Shimel: Right, not in an economic way. Pete, we’re far from a big data solution here at MediaOps, between our seven or eight websites, but I will tell you, just pure search, like an index search on DevOps.com has become a struggle. Because a lot of the native WordPress search – you know, especially if it’s on server, is killing resources on your web server and so forth. So you want to do it sort of off-server search and it’s just a pain in the butt. Take my word for it. So this is great. You said the company’s launching in a few months though? Not that it’s launching – it’s looking for seed money now. Product will be in market. Where exactly is it now in terms of – is it in beta? Is it alpha?

Cheslock: So yeah, we’re probably going to be closing our A fundraising round over the next 30 days or something like that. The company actually started about two and a half years ago, and so they’ve been essentially building this technology out over the past couple of years and really trying to refine it as they were kind of were coming up with this like product market fit. Like what’s the market we’re going into? And as the founders really looked at the space, they realized that log and event management is where a lot of pain is right now. What’s interesting is when people start using the product, they realize that they can process any kind of data with this and query it. And that’s where there’s a lot of interest, where maybe it’s not just log and event data. Maybe it’s like some long tail of data that you want to get access to or to monetize for your customers.

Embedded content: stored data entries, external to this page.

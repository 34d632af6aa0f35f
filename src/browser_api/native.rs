//! Native messaging endpoint. The browser launches the host and exchanges
//! json payloads framed with a 4-byte little-endian length prefix; events
//! flow in, badge and notification commands flow out, and queries are
//! correlated through numeric request ids.

use std::{
    collections::HashMap,
    io::ErrorKind,
    sync::{
        atomic::{AtomicU64, Ordering},
        Arc,
    },
    time::Duration,
};

use anyhow::{anyhow, bail, Result};
use async_trait::async_trait;
use serde::{Deserialize, Serialize};
use serde_json::Value;
use tokio::{
    io::{AsyncRead, AsyncReadExt, AsyncWrite, AsyncWriteExt},
    sync::{mpsc, oneshot, Mutex},
};
use tracing::{debug, error, warn};

use super::{ActiveContext, Browser, BrowserEvent, IdleState, UserInterface};

/// Browsers refuse to deliver anything close to this; a larger header means
/// the stream is out of sync.
const MAX_FRAME_BYTES: u32 = 16 * 1024 * 1024;

const REQUEST_TIMEOUT: Duration = Duration::from_secs(10);

const EVENT_CHANNEL_CAPACITY: usize = 10;

#[derive(Debug, Deserialize)]
#[serde(tag = "type", rename_all = "camelCase", rename_all_fields = "camelCase")]
enum Incoming {
    TabUpdated {
        url: String,
        #[serde(default)]
        incognito: bool,
    },
    TabActivated {
        #[serde(default)]
        url: Option<String>,
        #[serde(default)]
        incognito: bool,
    },
    TabRemoved,
    WindowFocusChanged {
        window_id: i64,
    },
    IdleStateChanged {
        state: IdleState,
    },
    Response {
        id: u64,
        #[serde(default)]
        payload: Value,
    },
}

impl Incoming {
    fn into_event(self) -> Option<BrowserEvent> {
        match self {
            Incoming::TabUpdated { url, incognito } => Some(BrowserEvent::TabUpdated {
                context: ActiveContext { url, incognito },
            }),
            Incoming::TabActivated { url, incognito } => Some(BrowserEvent::TabActivated {
                context: url.map(|url| ActiveContext { url, incognito }),
            }),
            Incoming::TabRemoved => Some(BrowserEvent::TabRemoved),
            Incoming::WindowFocusChanged { window_id } => {
                Some(BrowserEvent::WindowFocusChanged { window_id })
            }
            Incoming::IdleStateChanged { state } => {
                Some(BrowserEvent::IdleStateChanged { state })
            }
            Incoming::Response { .. } => None,
        }
    }
}

#[derive(Debug, Serialize)]
#[serde(tag = "type", rename_all = "camelCase", rename_all_fields = "camelCase")]
enum Outgoing {
    SetBadgeText { text: String },
    SetBadgeColor { color: String },
    ShowNotification { id: String, title: String, message: String },
    ClearNotification { id: String },
    ConfigureIdle { enabled: bool, threshold_secs: u32 },
    QueryActiveTab { id: u64 },
    QueryWindowFocus { id: u64 },
}

/// Serves as the browser connection for the tracker, implementing both the
/// query and the ui side over one message stream.
pub struct NativeBridge<W> {
    writer: Mutex<W>,
    pending: Mutex<HashMap<u64, oneshot::Sender<Value>>>,
    next_request_id: AtomicU64,
    next_notification_id: AtomicU64,
}

impl<W: AsyncWrite + Send + Unpin + 'static> NativeBridge<W> {
    /// Starts the connection. The returned receiver yields browser events
    /// until the browser closes its end of the stream.
    pub fn connect<R>(reader: R, writer: W) -> (Arc<Self>, mpsc::Receiver<BrowserEvent>)
    where
        R: AsyncRead + Send + Unpin + 'static,
    {
        let bridge = Arc::new(Self {
            writer: Mutex::new(writer),
            pending: Mutex::new(HashMap::new()),
            next_request_id: AtomicU64::new(0),
            next_notification_id: AtomicU64::new(0),
        });

        let (event_sender, event_receiver) = mpsc::channel(EVENT_CHANNEL_CAPACITY);
        tokio::spawn(read_loop(reader, bridge.clone(), event_sender));

        (bridge, event_receiver)
    }

    async fn send(&self, message: &Outgoing) -> Result<()> {
        let payload = serde_json::to_vec(message)?;
        let mut writer = self.writer.lock().await;
        write_frame(&mut *writer, &payload).await
    }

    async fn request(&self, make: impl FnOnce(u64) -> Outgoing) -> Result<Value> {
        let id = self.next_request_id.fetch_add(1, Ordering::Relaxed);
        let (sender, receiver) = oneshot::channel();
        self.pending.lock().await.insert(id, sender);

        if let Err(e) = self.send(&make(id)).await {
            self.pending.lock().await.remove(&id);
            return Err(e);
        }

        match tokio::time::timeout(REQUEST_TIMEOUT, receiver).await {
            Ok(Ok(value)) => Ok(value),
            Ok(Err(_)) => bail!("Browser disconnected before responding to request {id}"),
            Err(_) => {
                self.pending.lock().await.remove(&id);
                bail!("Browser did not respond to request {id}")
            }
        }
    }
}

async fn read_loop<R, W>(
    mut reader: R,
    bridge: Arc<NativeBridge<W>>,
    events: mpsc::Sender<BrowserEvent>,
) where
    R: AsyncRead + Send + Unpin,
    W: Send,
{
    loop {
        let payload = match read_frame(&mut reader).await {
            Ok(Some(payload)) => payload,
            Ok(None) => {
                debug!("Browser closed the message channel");
                break;
            }
            Err(e) => {
                error!("Unreadable message stream {e:?}");
                break;
            }
        };

        match serde_json::from_slice::<Incoming>(&payload) {
            Ok(Incoming::Response { id, payload }) => {
                match bridge.pending.lock().await.remove(&id) {
                    Some(sender) => {
                        let _ = sender.send(payload);
                    }
                    None => warn!("Response for unknown request {id}"),
                }
            }
            Ok(message) => {
                if let Some(event) = message.into_event() {
                    if events.send(event).await.is_err() {
                        break;
                    }
                }
            }
            // ignore illegal values. Might come from a mismatched extension version
            Err(e) => warn!("Discarding malformed message: {e}"),
        }
    }
}

async fn read_frame<R: AsyncRead + Unpin>(reader: &mut R) -> Result<Option<Vec<u8>>> {
    let mut header = [0u8; 4];
    match reader.read_exact(&mut header).await {
        Ok(_) => {}
        Err(e) if e.kind() == ErrorKind::UnexpectedEof => return Ok(None),
        Err(e) => return Err(e.into()),
    }

    let length = u32::from_le_bytes(header);
    if length > MAX_FRAME_BYTES {
        bail!("Refusing a {length} byte frame, the stream is likely out of sync");
    }

    let mut payload = vec![0u8; length as usize];
    reader.read_exact(&mut payload).await?;
    Ok(Some(payload))
}

async fn write_frame<W: AsyncWrite + Unpin>(writer: &mut W, payload: &[u8]) -> Result<()> {
    let length = u32::try_from(payload.len())?;
    writer.write_all(&length.to_le_bytes()).await?;
    writer.write_all(payload).await?;
    writer.flush().await?;
    Ok(())
}

#[async_trait]
impl<W: AsyncWrite + Send + Unpin + 'static> Browser for NativeBridge<W> {
    async fn active_context(&self) -> Result<Option<ActiveContext>> {
        let value = self
            .request(|id| Outgoing::QueryActiveTab { id })
            .await?;
        if value.is_null() {
            return Ok(None);
        }
        Ok(Some(serde_json::from_value(value)?))
    }

    async fn window_focused(&self) -> Result<bool> {
        #[derive(Deserialize)]
        struct Focus {
            focused: bool,
        }

        let value = self
            .request(|id| Outgoing::QueryWindowFocus { id })
            .await?;
        Ok(serde_json::from_value::<Focus>(value)
            .map_err(|e| anyhow!("Malformed focus response: {e}"))?
            .focused)
    }

    async fn configure_idle(&self, enabled: bool, threshold_secs: u32) -> Result<()> {
        self.send(&Outgoing::ConfigureIdle {
            enabled,
            threshold_secs,
        })
        .await
    }
}

#[async_trait]
impl<W: AsyncWrite + Send + Unpin + 'static> UserInterface for NativeBridge<W> {
    async fn set_badge_text(&self, text: &str) -> Result<()> {
        self.send(&Outgoing::SetBadgeText { text: text.into() }).await
    }

    async fn set_badge_color(&self, color: &str) -> Result<()> {
        self.send(&Outgoing::SetBadgeColor {
            color: color.into(),
        })
        .await
    }

    async fn show_notification(&self, title: &str, message: &str) -> Result<String> {
        let id = format!(
            "alert-{}",
            self.next_notification_id.fetch_add(1, Ordering::Relaxed)
        );
        self.send(&Outgoing::ShowNotification {
            id: id.clone(),
            title: title.into(),
            message: message.into(),
        })
        .await?;
        Ok(id)
    }

    async fn clear_notification(&self, id: &str) -> Result<()> {
        self.send(&Outgoing::ClearNotification { id: id.into() }).await
    }
}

But where we’re at right now, and what was exciting about me coming onboard is not only did my role change completely – I used to run Technical Operations for Threat Stack, which is a pretty successful cloud security company that’s still just crushing it. I changed my role over to become the Head of Product. So working with customers to understand their use cases and how they’re using tools like elasticsearch. So where we’re at right now is I’m basically looking for what we’re calling design partners, where – the best way to describe the product is in that beta phase, where we’re looking for people with really interesting datasets and maybe people who are on Amazon and have data on S3 or are using elasticsearch, and getting them into our proof of concept setup right now, where we can have them run queries, test the analysis, test how they might use it and really help us refine the final bits as we kind of _____ things up towards GA.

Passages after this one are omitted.